**Work task**
Can you quote, word for word, every line from the first line of the records below through the line containing "let command = match", and nothing else?

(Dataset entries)
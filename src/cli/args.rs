//! CLI argument parsing

use crate::services::inject::DEFAULT_VERSION_SYMBOL;

#[derive(Debug, Clone)]
pub struct CliArgs {
    pub command: Command,
}

#[derive(Debug, Clone)]
pub enum Command {
    Version(ResolverArgs),
    Flag(FlagArgs),
    Inject(InjectArgs),
    Archive(ArchiveArgs),
}

/// Where and how to run `git describe`
#[derive(Debug, Clone, Default)]
pub struct ResolverArgs {
    pub repo: Option<String>,
    pub git: Option<String>,
}

#[derive(Debug, Clone)]
pub struct FlagArgs {
    pub resolver: ResolverArgs,
    pub symbol: String,
}

#[derive(Debug, Clone)]
pub struct InjectArgs {
    pub context: String,
    pub project_dir: Option<String>,
    pub build_dir: Option<String>,
    pub prog_name: Option<String>,
    pub options: Vec<(String, String)>,
    pub symbol: String,
    pub resolver: ResolverArgs,
}

#[derive(Debug, Clone)]
pub struct ArchiveArgs {
    pub context: String,
    pub export_dir: Option<String>,
    pub wait_ms: Option<u64>,
    pub symbol: String,
    pub json: bool,
    pub strict: bool,
}

impl Default for FlagArgs {
    fn default() -> Self {
        Self {
            resolver: ResolverArgs::default(),
            symbol: DEFAULT_VERSION_SYMBOL.to_string(),
        }
    }
}

impl Default for InjectArgs {
    fn default() -> Self {
        Self {
            context: String::new(),
            project_dir: None,
            build_dir: None,
            prog_name: None,
            options: Vec::new(),
            symbol: DEFAULT_VERSION_SYMBOL.to_string(),
            resolver: ResolverArgs::default(),
        }
    }
}

impl Default for ArchiveArgs {
    fn default() -> Self {
        Self {
            context: String::new(),
            export_dir: None,
            wait_ms: None,
            symbol: DEFAULT_VERSION_SYMBOL.to_string(),
            json: false,
            strict: false,
        }
    }
}

/// Parse command line arguments
pub fn parse_args(args: &[String]) -> Result<CliArgs, String> {
    if args.len() < 2 {
        return Err("No command specified".to_string());
    }

    let command = match args[1].as_str() {
        "version" => Command::Version(parse_version_args(&args[2..])?),
        "flag" => Command::Flag(parse_flag_args(&args[2..])?),
        "inject" => Command::Inject(parse_inject_args(&args[2..])?),
        "archive" => Command::Archive(parse_archive_args(&args[2..])?),
        _ => return Err(format!("Unknown command: {}", args[1])),
    };

    Ok(CliArgs { command })
}

/// Advance past `flag` and return its value.
fn take_value(args: &[String], i: &mut usize, flag: &str) -> Result<String, String> {
    *i += 1;
    args.get(*i)
        .cloned()
        .ok_or_else(|| format!("{flag} requires a value"))
}

/// Consume a resolver option at `args[*i]`; `Ok(false)` if it is not one.
fn parse_resolver_option(
    args: &[String],
    i: &mut usize,
    resolver: &mut ResolverArgs,
) -> Result<bool, String> {
    match args[*i].as_str() {
        "--repo" => resolver.repo = Some(take_value(args, i, "--repo")?),
        "--git" => resolver.git = Some(take_value(args, i, "--git")?),
        _ => return Ok(false),
    }
    Ok(true)
}

fn parse_version_args(args: &[String]) -> Result<ResolverArgs, String> {
    let mut resolver = ResolverArgs::default();
    let mut i = 0;

    while i < args.len() {
        if !parse_resolver_option(args, &mut i, &mut resolver)? {
            return Err(unexpected(&args[i]));
        }
        i += 1;
    }

    Ok(resolver)
}

fn parse_flag_args(args: &[String]) -> Result<FlagArgs, String> {
    let mut flag_args = FlagArgs::default();
    let mut i = 0;

    while i < args.len() {
        if parse_resolver_option(args, &mut i, &mut flag_args.resolver)? {
            i += 1;
            continue;
        }
        match args[i].as_str() {
            "--symbol" => flag_args.symbol = parse_symbol(&take_value(args, &mut i, "--symbol")?)?,
            other => return Err(unexpected(other)),
        }
        i += 1;
    }

    Ok(flag_args)
}

fn parse_inject_args(args: &[String]) -> Result<InjectArgs, String> {
    let mut inject_args = InjectArgs::default();
    let mut i = 0;

    while i < args.len() {
        if parse_resolver_option(args, &mut i, &mut inject_args.resolver)? {
            i += 1;
            continue;
        }
        match args[i].as_str() {
            "--context" => inject_args.context = take_value(args, &mut i, "--context")?,
            "--project-dir" => {
                inject_args.project_dir = Some(take_value(args, &mut i, "--project-dir")?);
            }
            "--build-dir" => inject_args.build_dir = Some(take_value(args, &mut i, "--build-dir")?),
            "--progname" => {
                let name = take_value(args, &mut i, "--progname")?;
                if name.is_empty() {
                    return Err("--progname must not be empty".to_string());
                }
                inject_args.prog_name = Some(name);
            }
            "--option" => {
                let pair = take_value(args, &mut i, "--option")?;
                inject_args.options.push(parse_option_pair(&pair)?);
            }
            "--symbol" => {
                inject_args.symbol = parse_symbol(&take_value(args, &mut i, "--symbol")?)?;
            }
            other => return Err(unexpected(other)),
        }
        i += 1;
    }

    if inject_args.context.is_empty() {
        return Err("Missing required option: --context <FILE>".to_string());
    }

    Ok(inject_args)
}

fn parse_archive_args(args: &[String]) -> Result<ArchiveArgs, String> {
    let mut archive_args = ArchiveArgs::default();
    let mut i = 0;

    while i < args.len() {
        match args[i].as_str() {
            "--context" => archive_args.context = take_value(args, &mut i, "--context")?,
            "--export-dir" => {
                archive_args.export_dir = Some(take_value(args, &mut i, "--export-dir")?);
            }
            "--wait-ms" => {
                let ms: u64 = take_value(args, &mut i, "--wait-ms")?
                    .parse()
                    .map_err(|_| "--wait-ms must be a non-negative integer".to_string())?;
                archive_args.wait_ms = Some(ms);
            }
            "--symbol" => {
                archive_args.symbol = parse_symbol(&take_value(args, &mut i, "--symbol")?)?;
            }
            "--json" => archive_args.json = true,
            "--strict" => archive_args.strict = true,
            other => return Err(unexpected(other)),
        }
        i += 1;
    }

    if archive_args.context.is_empty() {
        return Err("Missing required option: --context <FILE>".to_string());
    }

    Ok(archive_args)
}

/// Split `KEY=VALUE`; the value may be empty, the key may not.
pub fn parse_option_pair(pair: &str) -> Result<(String, String), String> {
    match pair.split_once('=') {
        Some((key, value)) if !key.trim().is_empty() => {
            Ok((key.trim().to_string(), value.to_string()))
        }
        _ => Err(format!("--option expects KEY=VALUE, got: {pair}")),
    }
}

fn parse_symbol(symbol: &str) -> Result<String, String> {
    let valid = symbol
        .chars()
        .next()
        .is_some_and(|c| c.is_ascii_alphabetic() || c == '_')
        && symbol.chars().all(|c| c.is_ascii_alphanumeric() || c == '_');
    if valid {
        Ok(symbol.to_string())
    } else {
        Err(format!("Invalid preprocessor symbol: {symbol}"))
    }
}

fn unexpected(arg: &str) -> String {
    if arg.starts_with("--") {
        format!("Unknown option: {arg}")
    } else {
        format!("Unexpected argument: {arg}")
    }
}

**Exercise response**
filename src/cli/args.rs
//! CLI argument parsing

use crate::services::inject::DEFAULT_VERSION_SYMBOL;

#[derive(Debug, Clone)]
pub struct CliArgs {
    pub command: Command,
}

#[derive(Debug, Clone)]
pub enum Command {
    Version(ResolverArgs),
    Flag(FlagArgs),
    Inject(InjectArgs),
    Archive(ArchiveArgs),
}

/// Where and how to run `git describe`
#[derive(Debug, Clone, Default)]
pub struct ResolverArgs {
    pub repo: Option<String>,
    pub git: Option<String>,
}

#[derive(Debug, Clone)]
pub struct FlagArgs {
    pub resolver: ResolverArgs,
    pub symbol: String,
}

#[derive(Debug, Clone)]
pub struct InjectArgs {
    pub context: String,
    pub project_dir: Option<String>,
    pub build_dir: Option<String>,
    pub prog_name: Option<String>,
    pub options: Vec<(String, String)>,
    pub symbol: String,
    pub resolver: ResolverArgs,
}

#[derive(Debug, Clone)]
pub struct ArchiveArgs {
    pub context: String,
    pub export_dir: Option<String>,
    pub wait_ms: Option<u64>,
    pub symbol: String,
    pub json: bool,
    pub strict: bool,
}

impl Default for FlagArgs {
    fn default() -> Self {
        Self {
            resolver: ResolverArgs::default(),
            symbol: DEFAULT_VERSION_SYMBOL.to_string(),
        }
    }
}

impl Default for InjectArgs {
    fn default() -> Self {
        Self {
            context: String::new(),
            project_dir: None,
            build_dir: None,
            prog_name: None,
            options: Vec::new(),
            symbol: DEFAULT_VERSION_SYMBOL.to_string(),
            resolver: ResolverArgs::default(),
        }
    }
}

impl Default for ArchiveArgs {
    fn default() -> Self {
        Self {
            context: String::new(),
            export_dir: None,
            wait_ms: None,
            symbol: DEFAULT_VERSION_SYMBOL.to_string(),
            json: false,
            strict: false,
        }
    }
}

/// Parse command line arguments
pub fn parse_args(args: &[String]) -> Result<CliArgs, String> {
    if args.len() < 2 {
        return Err("No command specified".to_string());
    }

    let command = match args[1].as_str() {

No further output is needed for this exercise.